SHARING IDEAS; Correctional Services Minister Nosiviwe Mapisa-Nqakula with acting director-general of correctional services Jennyh Schreiner in Parliament yesterday. Pic. Anna Majavu. 28/01/2010. © Sowetan.
SHARING IDEAS; Correctional Services Minister Nosiviwe Mapisa-Nqakula with acting director-general of correctional services Jennyh Schreiner in Parliament yesterday. Pic. Anna Majavu. 28/01/2010. © Sowetan.

CORRECTIONAL Services Minister Nosiviwe Mapisa-Nqakula has conceded that the prisons system is completely out of control.

She appeared yesterday before Parliament's Standing Committee on Public Accounts with eight officials to explain how she would solve problems identified last year by Auditor-General Terrence Nombembe.

Nombembe found R483million of irregular expenditure and could not verify whether movable assets worth R264million existed or not.

The special investigations unit is currently investigating allegations that former prisons chief financial officer Patrick Gillingham accepted at least R2,1million in bribes from Bosasa in exchange for awarding Bosasa more than R1billion prisons contracts. Nombembe also found that the department was breaking the Correctional Services Act by allowing prisons to be overcrowded.

But instead of telling Scopa how she planned to solve overcrowding, Mapisa-Nqakula revealed that she wanted the Auditor-General to ignore overcrowding, and stop including this in the audit.

"It doesn't matter what efforts you make, overcrowding will always be a challenge. If you want to deal decisively with crime, you will evidently have a problem with overcrowding."

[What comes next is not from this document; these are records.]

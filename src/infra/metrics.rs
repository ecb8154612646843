//! Lock-free metrics collection and periodic reporting
//!
//! Uses atomics for hot-path operations to avoid mutex contention.
//! All counter updates are lock-free; reporting is the only operation
//! that needs synchronization (via atomic swap).
//!
//! NOTE: All atomics use Relaxed ordering intentionally—these are statistical
//! counters only. Do NOT use these atomics for coordination or logic decisions.

use std::sync::atomic::{AtomicU64, Ordering};
use std::time::Instant;
use tracing::info;

/// Prometheus-style exponential bucket boundaries (microseconds)
/// Buckets: ≤100, ≤200, ≤400, ≤800, ≤1600, ≤3200, ≤6400, ≤12800, ≤25600, ≤51200, >51200
const BUCKET_BOUNDS: [u64; 10] = [100, 200, 400, 800, 1600, 3200, 6400, 12800, 25600, 51200];
const NUM_BUCKETS: usize = 11;

/// Number of latency histogram buckets exposed in summaries
pub const METRICS_NUM_BUCKETS: usize = NUM_BUCKETS;

/// Compute bucket index for a latency value using binary search
#[inline]
fn bucket_index(latency_us: u64) -> usize {
    BUCKET_BOUNDS.partition_point(|&bound| bound < latency_us)
}

/// Update an atomic max value using compare-and-swap loop
#[inline]
fn update_atomic_max(atomic_max: &AtomicU64, new_value: u64) {
    let mut current_max = atomic_max.load(Ordering::Relaxed);
    while new_value > current_max {
        match atomic_max.compare_exchange_weak(
            current_max,
            new_value,
            Ordering::Relaxed,
            Ordering::Relaxed,
        ) {
            Ok(_) => break,
            Err(actual) => current_max = actual,
        }
    }
}

/// Swap all buckets to zero and return their values
#[inline]
fn swap_buckets(buckets: &[AtomicU64; NUM_BUCKETS]) -> [u64; NUM_BUCKETS] {
    let mut result = [0u64; NUM_BUCKETS];
    for (i, bucket) in buckets.iter().enumerate() {
        result[i] = bucket.swap(0, Ordering::Relaxed);
    }
    result
}

/// Compute percentile from histogram buckets
/// Returns the upper bound of the bucket containing the percentile
fn percentile_from_buckets(buckets: &[u64; NUM_BUCKETS], percentile: f64) -> u64 {
    let total: u64 = buckets.iter().sum();
    if total == 0 {
        return 0;
    }

    let target = (total as f64 * percentile) as u64;
    let mut cumulative = 0u64;

    // Upper bounds for each bucket (last bucket uses 2x the previous bound)
    const BUCKET_UPPER_BOUNDS: [u64; NUM_BUCKETS] =
        [100, 200, 400, 800, 1600, 3200, 6400, 12800, 25600, 51200, 102400];

    for (i, &count) in buckets.iter().enumerate() {
        cumulative += count;
        if cumulative >= target {
            return BUCKET_UPPER_BOUNDS[i];
        }
    }
    BUCKET_UPPER_BOUNDS[NUM_BUCKETS - 1]
}

/// Lock-free metrics collector
///
/// All recording operations are lock-free using atomics.
/// The `report()` method atomically swaps counters to get a consistent snapshot.
pub struct Metrics {
    /// Total reports ever received (monotonic)
    reports_total: AtomicU64,
    /// Reports since last report (reset on report)
    reports_since_report: AtomicU64,
    /// Reports dropped - channel full or outside the contestant's
    /// takeoff/finished-by window (monotonic)
    reports_dropped: AtomicU64,
    /// Sum of processing latencies in microseconds (reset on report)
    latency_sum_us: AtomicU64,
    /// Max processing latency in microseconds (reset on report)
    latency_max_us: AtomicU64,
    /// Report processing latency histogram buckets (reset on report)
    latency_buckets: [AtomicU64; NUM_BUCKETS],
    /// Gates resolved as crossed (monotonic)
    gates_crossed: AtomicU64,
    /// Gates resolved as missed (monotonic)
    gates_missed: AtomicU64,
    /// Penalty points issued, in tenths of a point (monotonic)
    penalty_decipoints: AtomicU64,
    /// Score updates published to egress (monotonic)
    updates_published: AtomicU64,
    /// Time of last report, for rate calculation
    last_report_time: parking_lot::Mutex<Instant>,
}

impl Metrics {
    pub fn new() -> Self {
        Self {
            reports_total: AtomicU64::new(0),
            reports_since_report: AtomicU64::new(0),
            reports_dropped: AtomicU64::new(0),
            latency_sum_us: AtomicU64::new(0),
            latency_max_us: AtomicU64::new(0),
            latency_buckets: std::array::from_fn(|_| AtomicU64::new(0)),
            gates_crossed: AtomicU64::new(0),
            gates_missed: AtomicU64::new(0),
            penalty_decipoints: AtomicU64::new(0),
            updates_published: AtomicU64::new(0),
            last_report_time: parking_lot::Mutex::new(Instant::now()),
        }
    }

    /// Record a report received from the listener
    pub fn record_report_received(&self) {
        self.reports_total.fetch_add(1, Ordering::Relaxed);
        self.reports_since_report.fetch_add(1, Ordering::Relaxed);
    }

    /// Record a report dropped (channel full or out of window)
    pub fn record_report_dropped(&self) {
        self.reports_dropped.fetch_add(1, Ordering::Relaxed);
    }

    /// Record one report fully processed through the scoring pipeline
    pub fn record_report_processed(&self, latency_us: u64) {
        self.latency_sum_us.fetch_add(latency_us, Ordering::Relaxed);
        update_atomic_max(&self.latency_max_us, latency_us);
        self.latency_buckets[bucket_index(latency_us)].fetch_add(1, Ordering::Relaxed);
    }

    pub fn record_gates_crossed(&self, count: u64) {
        self.gates_crossed.fetch_add(count, Ordering::Relaxed);
    }

    pub fn record_gates_missed(&self, count: u64) {
        self.gates_missed.fetch_add(count, Ordering::Relaxed);
    }

    /// Record penalty points issued (tenth-of-a-point resolution)
    pub fn record_penalty_points(&self, points: f64) {
        self.penalty_decipoints.fetch_add((points * 10.0).round() as u64, Ordering::Relaxed);
    }

    pub fn record_update_published(&self) {
        self.updates_published.fetch_add(1, Ordering::Relaxed);
    }

    /// Produce a summary and reset interval counters
    pub fn report(&self, active_tracks: usize) -> MetricsSummary {
        let mut last_time = self.last_report_time.lock();
        let elapsed = last_time.elapsed();
        *last_time = Instant::now();
        drop(last_time);

        let interval_reports = self.reports_since_report.swap(0, Ordering::Relaxed);
        let latency_sum = self.latency_sum_us.swap(0, Ordering::Relaxed);
        let latency_max = self.latency_max_us.swap(0, Ordering::Relaxed);
        let lat_buckets = swap_buckets(&self.latency_buckets);
        let processed: u64 = lat_buckets.iter().sum();

        MetricsSummary {
            reports_total: self.reports_total.load(Ordering::Relaxed),
            reports_per_sec: if elapsed.as_secs_f64() > 0.0 {
                interval_reports as f64 / elapsed.as_secs_f64()
            } else {
                0.0
            },
            reports_dropped: self.reports_dropped.load(Ordering::Relaxed),
            avg_process_latency_us: if processed > 0 { latency_sum / processed } else { 0 },
            max_process_latency_us: latency_max,
            lat_p50_us: percentile_from_buckets(&lat_buckets, 0.50),
            lat_p95_us: percentile_from_buckets(&lat_buckets, 0.95),
            lat_p99_us: percentile_from_buckets(&lat_buckets, 0.99),
            lat_buckets,
            gates_crossed: self.gates_crossed.load(Ordering::Relaxed),
            gates_missed: self.gates_missed.load(Ordering::Relaxed),
            penalty_points: self.penalty_decipoints.load(Ordering::Relaxed) as f64 / 10.0,
            updates_published: self.updates_published.load(Ordering::Relaxed),
            active_tracks,
        }
    }
}

impl Default for Metrics {
    fn default() -> Self {
        Self::new()
    }
}

/// Snapshot of metrics for reporting
#[derive(Debug, Clone)]
pub struct MetricsSummary {
    pub reports_total: u64,
    pub reports_per_sec: f64,
    pub reports_dropped: u64,
    pub avg_process_latency_us: u64,
    pub max_process_latency_us: u64,
    pub lat_buckets: [u64; NUM_BUCKETS],
    pub lat_p50_us: u64,
    pub lat_p95_us: u64,
    pub lat_p99_us: u64,
    pub gates_crossed: u64,
    pub gates_missed: u64,
    pub penalty_points: f64,
    pub updates_published: u64,
    pub active_tracks: usize,
}

impl MetricsSummary {
    /// Log the summary as a structured event
    pub fn log(&self) {
        info!(
            reports_total = %self.reports_total,
            reports_per_sec = %format!("{:.1}", self.reports_per_sec),
            reports_dropped = %self.reports_dropped,
            avg_latency_us = %self.avg_process_latency_us,
            max_latency_us = %self.max_process_latency_us,
            p50_us = %self.lat_p50_us,
            p95_us = %self.lat_p95_us,
            p99_us = %self.lat_p99_us,
            gates_crossed = %self.gates_crossed,
            gates_missed = %self.gates_missed,
            penalty_points = %self.penalty_points,
            updates_published = %self.updates_published,
            active_tracks = %self.active_tracks,
            "metrics_summary"
        );
    }
}

#[cfg(test)]
mod tests {
    use super::*;

    #[test]
    fn test_bucket_index() {
        assert_eq!(bucket_index(50), 0);
        assert_eq!(bucket_index(100), 0);
        assert_eq!(bucket_index(101), 1);
        assert_eq!(bucket_index(51200), 9);
        assert_eq!(bucket_index(51201), 10);
    }

    #[test]
    fn test_counters_accumulate() {
        let metrics = Metrics::new();
        metrics.record_report_received();
        metrics.record_report_received();
        metrics.record_report_dropped();
        metrics.record_report_processed(150);
        metrics.record_gates_crossed(2);
        metrics.record_gates_missed(1);
        metrics.record_penalty_points(104.0);
        metrics.record_update_published();

        let summary = metrics.report(3);
        assert_eq!(summary.reports_total, 2);
        assert_eq!(summary.reports_dropped, 1);
        assert_eq!(summary.gates_crossed, 2);
        assert_eq!(summary.gates_missed, 1);
        assert_eq!(summary.penalty_points, 104.0);
        assert_eq!(summary.updates_published, 1);
        assert_eq!(summary.active_tracks, 3);
        assert_eq!(summary.avg_process_latency_us, 150);
    }

    #[test]
    fn test_interval_counters_reset_on_report() {
        let metrics = Metrics::new();
        metrics.record_report_processed(500);
        let first = metrics.report(0);
        assert_eq!(first.max_process_latency_us, 500);

        let second = metrics.report(0);
        assert_eq!(second.max_process_latency_us, 0);
        assert_eq!(second.avg_process_latency_us, 0);
    }

    #[test]
    fn test_percentiles_from_buckets() {
        let metrics = Metrics::new();
        for _ in 0..99 {
            metrics.record_report_processed(50);
        }
        metrics.record_report_processed(50_000);

        let summary = metrics.report(0);
        assert_eq!(summary.lat_p50_us, 100);
        assert_eq!(summary.lat_p99_us, 100);
    }
}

New government policy says prisons overcrowding can be reduced if people who cannot afford to pay bail of less than R8000 are released.

But Mapisa-Nqakula said: "Guess what, every day you will find people who have R200 or R400 bail only because (for) most of the people it is difficult to confirm their physical addresses. We can't release you without confirming your address, because we have to have a way of tracking you down."

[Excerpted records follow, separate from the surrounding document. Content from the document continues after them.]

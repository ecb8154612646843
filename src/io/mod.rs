//! IO modules - external system interfaces
//!
//! This module contains all external IO operations:
//! - `report_listener` - TCP listener for live position reports
//! - `egress_channel` - Typed channel for outbound score messages
//! - `score_log` - Score update output to file (JSONL format)

pub mod egress_channel;
pub mod report_listener;
pub mod score_log;

// Re-export commonly used types
pub use egress_channel::{create_egress_channel, EgressMessage, EgressSender, TrackEventPayload};
pub use report_listener::{start_report_listener, ReportListenerConfig};
pub use score_log::ScoreLog;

She added that she could not make any commitment last year to improve overcrowded prisons.

When DA MP Deetlefs du Toit complained that the department had failed to say how many prisoners were raped last year, Mapisa-Nqakula said prisoners were raped on a daily basis.

"You have no control over what happens after inmates have been locked up after a particular time."

Earlier in the meeting, Scopa lashed out at prisons officials for overspending R483million more than was in their budget - in violation of public finance laws.

"Spending the money on overtime does not justify that you broke the law," Scopa chairperson Themba Godi said..

But Mapisa-Nqakula said "judging by allocation of funds, we are operating on a permanent deficit and it seems for the next three years we are going to operate on a deficit".

The department's director-general, Xoliswa Sibeko, has been suspended for over six months. Mapisa-Nqakula admitted for the first time that an internal disciplinary hearing had cleared Sibeko of all charges - but that she still wanted Sibeko out.